It’s National Volunteer Week. The Prince George Brain Injury Group (PG BIG) held a luncheon today to recognize 25 volunteers.
“Now that’s not all of our volunteers,” says Alison Hagreen, the Executive Director of PG BIG, “that’s all people who volunteer on a regular biases, and they are kind of people who have jobs.”
From answering phone calls, to maintenance work, to cleaning, they do it all. “If we had to pay for the work volunteers here do, it would have cost us over $70,000,” says Hagreen.
Jared Brick was one of the many celebrated for his work. In 2014, Brick transferred the Budokai Karate Club from the lower mainland to Prince George. Each week, he helps people with brain injuries work on self defense and personal improvement.

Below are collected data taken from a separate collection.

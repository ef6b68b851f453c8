//! Implementation of the `omrs info` command.

use omrs_core::application::ServerService;
use omrs_core::domain::ServerConfig;

use crate::{
    cli::{GlobalArgs, ServerArgs},
    config::AppConfig,
    error::CliResult,
    output::OutputManager,
    prompter,
};

pub fn execute(
    args: ServerArgs,
    global: GlobalArgs,
    config: AppConfig,
    output: OutputManager,
) -> CliResult<()> {
    let service = ServerService::new(super::store(&config), prompter::select(&global));
    let server = service.info(args.server_id.as_deref())?;

    if output.is_json() {
        return output.json(&server);
    }
    render(&server, &output)?;
    Ok(())
}

fn render(server: &ServerConfig, output: &OutputManager) -> std::io::Result<()> {
    output.header(&format!("Server {}", server.server_id))?;

    let distribution = server
        .distribution
        .as_ref()
        .map_or_else(|| "(none)".to_string(), ToString::to_string);
    output.field("Distribution:", &distribution)?;
    output.field(
        "Platform:",
        server.platform_version.as_deref().unwrap_or("(none)"),
    )?;
    output.field("Database:", &server.database.driver.to_string())?;
    output.field("Database URI:", &server.database.uri)?;
    output.field("Database user:", &server.database.user)?;
    output.field(
        "Demo data:",
        if server.include_demo_data { "yes" } else { "no" },
    )?;

    let modules: Vec<_> = server.modules().collect();
    if !modules.is_empty() {
        output.print("")?;
        output.header("Modules")?;
        for module in modules {
            output.print(&format!("  {} {}", module.artifact_id, module.version))?;
        }
    }

    if !server.watched_projects.is_empty() {
        output.print("")?;
        output.header("Watched projects")?;
        for project in &server.watched_projects {
            output.print(&format!(
                "  {}:{} ({})",
                project.group_id,
                project.artifact_id,
                project.path.display()
            ))?;
        }
    }
    Ok(())
}
//! In-memory port fakes for service unit tests.

use std::collections::{BTreeMap, BTreeSet, HashMap, VecDeque};
use std::path::{Path, PathBuf};
use std::sync::{Arc, Mutex};

use crate::application::{
    ApplicationError,
    ports::{ArtifactRepository, DistributionSource, Filesystem, Prompter, ServerStore},
};
use crate::domain::{Artifact, Distribution, ServerConfig};
use crate::error::SdkResult;

/// Answers questions from a fixed script and records the conversation.
#[derive(Default)]
pub struct ScriptedPrompter {
    answers: Mutex<VecDeque<String>>,
    asked: Mutex<Vec<String>>,
    shown: Mutex<Vec<String>>,
}

impl ScriptedPrompter {
    pub fn new(answers: &[&str]) -> Self {
        Self {
            answers: Mutex::new(answers.iter().map(|a| a.to_string()).collect()),
            ..Self::default()
        }
    }

    pub fn asked(&self) -> Vec<String> {
        self.asked.lock().unwrap().clone()
    }

    pub fn shown(&self) -> Vec<String> {
        self.shown.lock().unwrap().clone()
    }
}

impl Prompter for ScriptedPrompter {
    fn ask(&self, prompt: &str, default: Option<&str>) -> SdkResult<String> {
        self.asked.lock().unwrap().push(prompt.to_string());
        let answer = self.answers.lock().unwrap().pop_front();
        match (answer, default) {
            (Some(a), Some(d)) if a.trim().is_empty() => Ok(d.to_string()),
            (Some(a), _) => Ok(a),
            (None, Some(d)) => Ok(d.to_string()),
            (None, None) => Err(ApplicationError::MissingAnswer {
                prompt: prompt.to_string(),
            }
            .into()),
        }
    }

    fn show(&self, message: &str) {
        self.shown.lock().unwrap().push(message.to_string());
    }
}

#[derive(Default)]
struct FsState {
    dirs: BTreeSet<PathBuf>,
    files: BTreeMap<PathBuf, Vec<u8>>,
}

/// Shared in-memory filesystem.
#[derive(Clone, Default)]
pub struct FakeFs {
    state: Arc<Mutex<FsState>>,
}

impl FakeFs {
    pub fn files(&self) -> Vec<PathBuf> {
        self.state.lock().unwrap().files.keys().cloned().collect()
    }

    pub fn has_file(&self, path: impl AsRef<Path>) -> bool {
        self.state.lock().unwrap().files.contains_key(path.as_ref())
    }

    /// Every file with its content.
    pub fn snapshot(&self) -> BTreeMap<PathBuf, Vec<u8>> {
        self.state.lock().unwrap().files.clone()
    }
}

impl Filesystem for FakeFs {
    fn create_dir_all(&self, path: &Path) -> SdkResult<()> {
        let mut state = self.state.lock().unwrap();
        for ancestor in path.ancestors() {
            state.dirs.insert(ancestor.to_path_buf());
        }
        Ok(())
    }

    fn write_file(&self, path: &Path, content: &[u8]) -> SdkResult<()> {
        self.state
            .lock()
            .unwrap()
            .files
            .insert(path.to_path_buf(), content.to_vec());
        Ok(())
    }

    fn remove_file(&self, path: &Path) -> SdkResult<()> {
        match self.state.lock().unwrap().files.remove(path) {
            Some(_) => Ok(()),
            None => Err(ApplicationError::FilesystemError {
                path: path.to_path_buf(),
                reason: "no such file".into(),
            }
            .into()),
        }
    }

    fn rename(&self, from: &Path, to: &Path) -> SdkResult<()> {
        let mut state = self.state.lock().unwrap();
        let content = state.files.remove(from).ok_or_else(|| ApplicationError::FilesystemError {
            path: from.to_path_buf(),
            reason: "no such file".into(),
        })?;
        state.files.insert(to.to_path_buf(), content);
        Ok(())
    }

    fn exists(&self, path: &Path) -> bool {
        let state = self.state.lock().unwrap();
        state.dirs.contains(path) || state.files.contains_key(path)
    }

    fn list_dir(&self, path: &Path) -> SdkResult<Vec<PathBuf>> {
        let state = self.state.lock().unwrap();
        let children = state
            .files
            .keys()
            .chain(state.dirs.iter())
            .filter(|p| p.parent() == Some(path))
            .cloned()
            .collect::<BTreeSet<_>>();
        Ok(children.into_iter().collect())
    }

    fn remove_dir_all(&self, path: &Path) -> SdkResult<()> {
        let mut state = self.state.lock().unwrap();
        state.dirs.retain(|p| !p.starts_with(path));
        state.files.retain(|p, _| !p.starts_with(path));
        Ok(())
    }
}

/// In-memory server store; the last saved server is the most recent.
#[derive(Clone, Default)]
pub struct FakeStore {
    servers: Arc<Mutex<Vec<ServerConfig>>>,
}

impl FakeStore {
    pub fn root() -> PathBuf {
        PathBuf::from("/servers")
    }
}

impl ServerStore for FakeStore {
    fn exists(&self, server_id: &str) -> bool {
        self.servers
            .lock()
            .unwrap()
            .iter()
            .any(|s| s.server_id == server_id)
    }

    fn load(&self, server_id: &str) -> SdkResult<ServerConfig> {
        self.servers
            .lock()
            .unwrap()
            .iter()
            .find(|s| s.server_id == server_id)
            .cloned()
            .ok_or_else(|| {
                ApplicationError::ServerNotFound {
                    id: server_id.to_string(),
                }
                .into()
            })
    }

    fn save(&self, config: &ServerConfig) -> SdkResult<()> {
        let mut servers = self.servers.lock().unwrap();
        servers.retain(|s| s.server_id != config.server_id);
        servers.push(config.clone());
        Ok(())
    }

    fn list(&self) -> SdkResult<Vec<String>> {
        Ok(self
            .servers
            .lock()
            .unwrap()
            .iter()
            .rev()
            .map(|s| s.server_id.clone())
            .collect())
    }

    fn server_dir(&self, server_id: &str) -> PathBuf {
        Self::root().join(server_id)
    }
}

/// Repository that "installs" by writing the coordinates into the fake
/// filesystem. Artifacts listed in `missing` are not found.
#[derive(Clone, Default)]
pub struct FakeRepository {
    pub fs: FakeFs,
    pub missing: Vec<String>,
}

impl ArtifactRepository for FakeRepository {
    fn resolve(&self, artifact: &Artifact) -> SdkResult<PathBuf> {
        let path = PathBuf::from("/repo").join(artifact.dest_file_name());
        if self.missing.contains(&artifact.artifact_id) {
            return Err(ApplicationError::ArtifactNotFound {
                coordinates: artifact.coordinates(),
                path,
            }
            .into());
        }
        Ok(path)
    }

    fn install(&self, artifact: &Artifact, dest_dir: &Path) -> SdkResult<PathBuf> {
        self.resolve(artifact)?;
        let dest = dest_dir.join(artifact.dest_file_name());
        self.fs.create_dir_all(dest_dir)?;
        self.fs.write_file(&dest, artifact.coordinates().as_bytes())?;
        Ok(dest)
    }
}

#[derive(Clone, Default)]
pub struct FakeDistributions {
    pub manifests: HashMap<String, Distribution>,
}

impl DistributionSource for FakeDistributions {
    fn load(&self, reference: &str) -> SdkResult<Distribution> {
        self.manifests.get(reference).cloned().ok_or_else(|| {
            ApplicationError::ArtifactNotFound {
                coordinates: reference.to_string(),
                path: PathBuf::from(reference),
            }
            .into()
        })
    }
}
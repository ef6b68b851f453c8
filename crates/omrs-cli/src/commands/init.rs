//! `omrs init` writes the default configuration file.

use crate::{
    cli::{GlobalArgs, InitArgs},
    config::{self, AppConfig},
    error::{CliError, CliResult},
    output::OutputManager,
};

/// Write the built-in defaults to the config file.
pub fn execute(args: InitArgs, global: GlobalArgs, output: OutputManager) -> CliResult<()> {
    let config_path = AppConfig::target_path(global.config.as_ref());

    if config_path.exists() && !args.force {
        return Err(CliError::ConfigExists { path: config_path });
    }

    output.info("Initialising configuration...")?;
    config::write_file(&config_path, &AppConfig::default().to_toml()?)?;

    output.success(&format!(
        "Configuration created at {}",
        config_path.display()
    ))?;
    Ok(())
}
//! Implementation of the `omrs list` command.

use omrs_core::application::ServerService;

use crate::{
    cli::GlobalArgs, config::AppConfig, error::CliResult, output::OutputManager, prompter,
};

/// Servers, most recently modified first.
pub fn execute(global: GlobalArgs, config: AppConfig, output: OutputManager) -> CliResult<()> {
    let service = ServerService::new(super::store(&config), prompter::select(&global));
    let servers = service.list()?;

    if output.is_json() {
        return output.json(&servers);
    }

    if servers.is_empty() {
        output.info(&format!(
            "No servers in {}. Create one with: omrs setup",
            config.sdk.servers_path.display()
        ))?;
        return Ok(());
    }

    output.header("Servers:")?;
    for server in &servers {
        let version = match (&server.distribution, &server.platform_version) {
            (Some(distribution), _) => distribution.to_string(),
            (None, Some(platform)) => format!("platform {platform}"),
            (None, None) => "(empty)".to_string(),
        };
        output.print(&format!("  {:<20} {version}", server.server_id))?;
    }
    Ok(())
}
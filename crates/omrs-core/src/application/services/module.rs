//! Module install/uninstall on an existing server.

use std::path::Path;

use tracing::{debug, info, instrument};

use crate::application::{
    ApplicationError,
    ports::{ArtifactRepository, Filesystem, Prompter, ServerStore},
    services::{installer::Installer, wizard::Wizard},
};
use crate::domain::{Artifact, GROUP_MODULE, MODULES_DIR, with_omod_suffix};
use crate::error::SdkResult;

#[derive(Debug, Clone, Default)]
pub struct ModuleRequest {
    pub server_id: Option<String>,
    pub group_id: Option<String>,
    pub artifact_id: Option<String>,
    pub version: Option<String>,
}

#[derive(Debug, Clone, PartialEq)]
pub enum ModuleInstallOutcome {
    Installed(Artifact),
    /// Replaced an installed version.
    Updated { artifact: Artifact, from: String },
}

pub struct ModuleService {
    store: Box<dyn ServerStore>,
    repository: Box<dyn ArtifactRepository>,
    filesystem: Box<dyn Filesystem>,
    prompter: Box<dyn Prompter>,
}

impl ModuleService {
    pub fn new(
        store: Box<dyn ServerStore>,
        repository: Box<dyn ArtifactRepository>,
        filesystem: Box<dyn Filesystem>,
        prompter: Box<dyn Prompter>,
    ) -> Self {
        Self {
            store,
            repository,
            filesystem,
            prompter,
        }
    }

    /// Install a module, replacing older files of the same module.
    #[instrument(skip_all, fields(server_id = ?request.server_id, artifact_id = ?request.artifact_id))]
    pub fn install(&self, request: ModuleRequest) -> SdkResult<ModuleInstallOutcome> {
        let wizard = Wizard::new(self.prompter.as_ref());
        let server_id =
            wizard.existing_server_or_prompt(request.server_id.as_deref(), self.store.as_ref())?;
        let group_id = wizard.value_or_prompt(
            request.group_id.as_deref(),
            "Specify module groupId",
            Some(GROUP_MODULE),
        )?;
        let artifact_id = wizard.value_or_prompt(
            request.artifact_id.as_deref(),
            "Specify module artifactId",
            None,
        )?;
        let version =
            wizard.value_or_prompt(request.version.as_deref(), "Specify module version", None)?;

        let artifact = Artifact::with_group(with_omod_suffix(&artifact_id), version, group_id);
        let mut server = self.store.load(&server_id)?;
        let modules_dir = self.store.server_dir(&server_id).join(MODULES_DIR);

        Installer::new(self.repository.as_ref(), self.filesystem.as_ref())
            .install_all(&self.store.server_dir(&server_id), &[&artifact])?;
        self.remove_older_files(&modules_dir, &artifact)?;

        let previous = server
            .find_module(&artifact.artifact_id)
            .map(|installed| installed.version.clone());
        server.record_artifact(artifact.clone());
        self.store.save(&server)?;

        Ok(match previous {
            Some(from) => {
                info!(module = %artifact.artifact_id, %from, to = %artifact.version, "Module updated");
                ModuleInstallOutcome::Updated { artifact, from }
            }
            None => {
                info!(module = %artifact.artifact_id, version = %artifact.version, "Module installed");
                ModuleInstallOutcome::Installed(artifact)
            }
        })
    }

    /// Remove a module's file and its record.
    #[instrument(skip(self))]
    pub fn uninstall(
        &self,
        server_id: Option<&str>,
        artifact_id: Option<&str>,
    ) -> SdkResult<Artifact> {
        let wizard = Wizard::new(self.prompter.as_ref());
        let server_id = wizard.existing_server_or_prompt(server_id, self.store.as_ref())?;
        let artifact_id = wizard.value_or_prompt(artifact_id, "Specify module artifactId", None)?;

        let mut server = self.store.load(&server_id)?;
        let removed = server
            .remove_module(&artifact_id)
            .or_else(|| server.remove_module(&with_omod_suffix(&artifact_id)))
            .ok_or_else(|| ApplicationError::ModuleNotInstalled {
                server_id: server_id.clone(),
                artifact_id: artifact_id.clone(),
            })?;

        Installer::new(self.repository.as_ref(), self.filesystem.as_ref())
            .remove(&self.store.server_dir(&server_id), &removed)?;
        self.store.save(&server)?;

        info!(module = %removed.artifact_id, "Module uninstalled");
        Ok(removed)
    }

    /// Remove `{base_id}-*.omod` files other than the one just installed.
    fn remove_older_files(&self, modules_dir: &Path, artifact: &Artifact) -> SdkResult<()> {
        let prefix = format!("{}-", artifact.base_id());
        let keep = artifact.dest_file_name();

        for path in self.filesystem.list_dir(modules_dir)? {
            let Some(name) = path.file_name().and_then(|n| n.to_str()) else {
                continue;
            };
            if name.starts_with(&prefix) && name.ends_with(".omod") && name != keep {
                debug!(file = %name, "Removing older module file");
                self.filesystem.remove_file(&path)?;
            }
        }
        Ok(())
    }
}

“It improves balance and coordination, works on their brains; left and right side,” says Brick. “Everyone in this world has something that we can give. It’s not always financial, we have to give up our time, we have to give up our skills. There’s always someone worse off than we are. It helps put everything into perspective that there is always something we can do.”
Volunteer Prince George is also using this week as an opportunity to get more people signed up for the Canada 150 For 150 Volunteer Challenge. Each person is asked to record 150 hours of volunteer work this year to celebrate Canada’s birthday.
“We have been getting updates and we are really excited that Prince George was number 3 for hours donated in March,” says Krystal Leason, the Vice President of Volunteer Prince George.